Warum nicht sofort in die Lesezeichen setzen? Es lohnt sich, hehe.
Nunja, nun ist es an der Zeit, Abschied zu nehmen, vorwärts zu blicken und mutig grinsend den Hang hinaufzuklettern. Bis dann!

Danke an meine Mitschreiber und an alle kritischen Kommentare, Danke aber vor allem für jedes Lob und jede Minute, die ihr hier verbracht habt.

It's over now.


MK.

Montag, 1. Februar 2010

Monstertöten


Soeben der Beschluss: Ein neuer Post muss her. Ich weiß nicht, was mich heute morgen zu dieser Idee beflügeln ließ. Pünktlich um 9 Uhr aß ich mein Brötchen; biss kräftig in die krossige Kruste und nach ein paar Schlucken Tee kam ich zu der einmaligen Erkenntnis, dass mich nichts anderes beflügeln ließ, als ein argkräftiger Schicksalsschlag, der mich während meiner nächtlichen Schlummerruhe am Hinterkopf traf. Schwupp, mein Körper sandte ein paar Hormone aus und diese überbrachten meinem Gehirnlein die frohe Botschaft. Auch wenn Du nun lachen magst, ich stehe zu meiner Theorie, denn anders sind die verrückten Dinge, die Menschen zu tun pflegen, nun wirklich nicht zu erklären.

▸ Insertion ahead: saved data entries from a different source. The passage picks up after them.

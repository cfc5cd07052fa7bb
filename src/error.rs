use rust_decimal::Decimal;
use thiserror::Error;

/// Configuration-related errors with structured variants.
#[derive(Error, Debug)]
pub enum ConfigError {
    #[error("missing required field: {field}")]
    MissingField { field: &'static str },

    #[error("invalid value for {field}: {reason}")]
    InvalidValue { field: &'static str, reason: String },

    #[error("failed to read config file: {0}")]
    ReadFile(#[source] std::io::Error),

    #[error("failed to parse config: {0}")]
    Parse(#[source] toml::de::Error),
}

/// Stream connection errors surfaced by the connection pool.
///
/// Reconnection with backoff is handled internally; these variants only
/// reach subscribers once the pool has given up or the request was invalid.
#[derive(Error, Debug, Clone)]
pub enum ConnectionError {
    #[error("connect to {url} failed: {reason}")]
    ConnectFailed { url: String, reason: String },

    #[error("connection to {url} gave up after {attempts} attempts")]
    AttemptsExhausted { url: String, attempts: u32 },

    #[error("heartbeat to {url} unanswered within {timeout_ms}ms")]
    HeartbeatTimeout { url: String, timeout_ms: u64 },

    #[error("no active connection for {url}")]
    NotConnected { url: String },
}

/// Risk gate rejections.
///
/// Every variant is a final, machine-readable policy decision; the gate
/// never retries internally.
#[derive(Error, Debug, Clone, PartialEq, Eq)]
pub enum RiskError {
    #[error("cooldown active until {until}")]
    CooldownActive { until: chrono::DateTime<chrono::Utc> },

    #[error("daily loss limit breached: {daily_pnl} <= -{limit}")]
    DailyLossLimit { daily_pnl: Decimal, limit: Decimal },

    #[error("open position ceiling reached: {open} >= {max}")]
    PositionCeiling { open: usize, max: usize },

    #[error("allocation exceeded for strategy '{strategy}': {current} + {requested} > {limit}")]
    AllocationExceeded {
        strategy: String,
        current: Decimal,
        requested: Decimal,
        limit: Decimal,
    },
}

/// Execution-related errors with structured variants.
#[derive(Error, Debug, Clone)]
pub enum ExecutionError {
    #[error("no viable route for {instrument}")]
    RouteNotFound { instrument: String },

    #[error("venue '{venue}' swap failed: {reason}")]
    SwapFailed { venue: String, reason: String },

    #[error("venue '{venue}' call exceeded {deadline_ms}ms deadline")]
    Timeout { venue: String, deadline_ms: u64 },

    #[error("fill for {signature} not confirmed within {deadline_ms}ms")]
    ConfirmationTimeout { signature: String, deadline_ms: u64 },

    #[error("order {order_id} is terminal in state {state}")]
    Terminal { order_id: String, state: String },

    #[error("illegal transition {from} -> {to} for order {order_id}")]
    IllegalTransition {
        order_id: String,
        from: String,
        to: String,
    },
}

impl ExecutionError {
    /// Whether the execution retry loop may reattempt after this error.
    ///
    /// Route absence and state-machine violations are final; venue failures
    /// and timeouts are retried until the attempt budget is spent.
    #[must_use]
    pub fn is_recoverable(&self) -> bool {
        matches!(
            self,
            Self::SwapFailed { .. } | Self::Timeout { .. } | Self::ConfirmationTimeout { .. }
        )
    }

    /// Whether this error counts as a timeout for terminal-state purposes.
    ///
    /// An unconfirmed fill is treated the same as a stalled venue call.
    #[must_use]
    pub fn is_timeout(&self) -> bool {
        matches!(
            self,
            Self::Timeout { .. } | Self::ConfirmationTimeout { .. }
        )
    }
}

#[derive(Error, Debug)]
pub enum Error {
    #[error(transparent)]
    Config(#[from] ConfigError),

    #[error(transparent)]
    Connection(#[from] ConnectionError),

    #[error(transparent)]
    Risk(#[from] RiskError),

    #[error(transparent)]
    Execution(#[from] ExecutionError),

    #[error("WebSocket error: {0}")]
    WebSocket(Box<tokio_tungstenite::tungstenite::Error>),

    #[error("JSON parsing error: {0}")]
    Json(#[from] serde_json::Error),

    #[error("HTTP error: {0}")]
    Http(#[from] reqwest::Error),

    #[error("IO error: {0}")]
    Io(#[from] std::io::Error),

    #[error("URL parse error: {0}")]
    Url(#[from] url::ParseError),

    #[error("snapshot error: {0}")]
    Snapshot(String),
}

pub type Result<T> = std::result::Result<T, Error>;

impl From<tokio_tungstenite::tungstenite::Error> for Error {
    fn from(err: tokio_tungstenite::tungstenite::Error) -> Self {
        Error::WebSocket(Box::new(err))
    }
}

Menschen essen Dörrobst und Fleichsalat; Menschen kaufen mehr Schuhe, als sie Füße haben und jemals haben werden; Menschen erfinden Spielkonsolen, mit denen man den Garten ins Haus holen kann. Sie sind begeistert, dass sie nun einen Controller schwingen können, als wäre er ein Tennisschläger und sie finden es toll, wie sehr die Virtualität doch schon an die Realität heranreicht; stehen nebeneinander vor'm 36'' Fernseher und veranstalten ein Tennismatch, während im Schuppen, da draußen, die realen Tennisschläger einsam und verlassen vermodern. Der Schicksalsschlag ist Schuld! Sie bringen diese bizarren Ideen, diesen Irrwitz ins Haus.

Die Erfindung der Wii war so. Es war Samstag, der Japaner hatte gut geruht. Heute musste er nicht arbeiten; er fühlte, es war ein besonderer Tag. Er saß gemütlich in seinem Wohnzimmer, sein Rücken ruhte an der Wand, sein Blick auf seinem Fernseher, seine Hände aber umklammerten einen Controller. Der Japaner war Mario und er verfolgte irgendein bösartiges Monster. Das Monster wurde immer schneller, aber Mario nicht; der Japaner drückte fester auf die Tasten, wirkungslos. Seine Frau kam herein, warf einen verächtlichen Blick auf ihren Mann, der nun schwitzend und mit vor Anstrengung verzerrter Miene mit Mario fieberte. Sie konnte ihn nicht verstehen und ging. Der Japaner war ein wenig wütend auf seine Frau, aber in der kleinen Wohnung, sie hatte weder Garten noch Balkon - lag sie doch einen halben Kilometer über dem Erdboden - war es kaum möglich ihr auszuweichen. Das deprimierte den Japaner. Er legte den Controller beiseite, Mario war längst gestorben – das Monster hatte ihm einen schicksalhaften Schlag auf den Hinterkopf verpasst; der Japaner überlegte, wie er all seine Probleme auf einmal lösen könnte. Die Wii war geboren. Sie verlegt Draußen nach Drinnen, lässt die Wohnung virtuell bis in die Unendlichkeit wachsen, ohne dabei Nachteile wie Sand mit herein in die gute Stube zu schleppen. Sie verfügt über Bewegungssensoren, die die Position und Bewegung des Controllers registrieren – nun kann der Japaner ungehemmt zappeln und fiebern, ohne dass irgendjemand ihn dumm ansieht. Außerdem gibt es "Wii Sports", ein Spiel, das selbst für Frauen nachvollziehbar ist, denn Sport ist bekanntlich gut für die Figur.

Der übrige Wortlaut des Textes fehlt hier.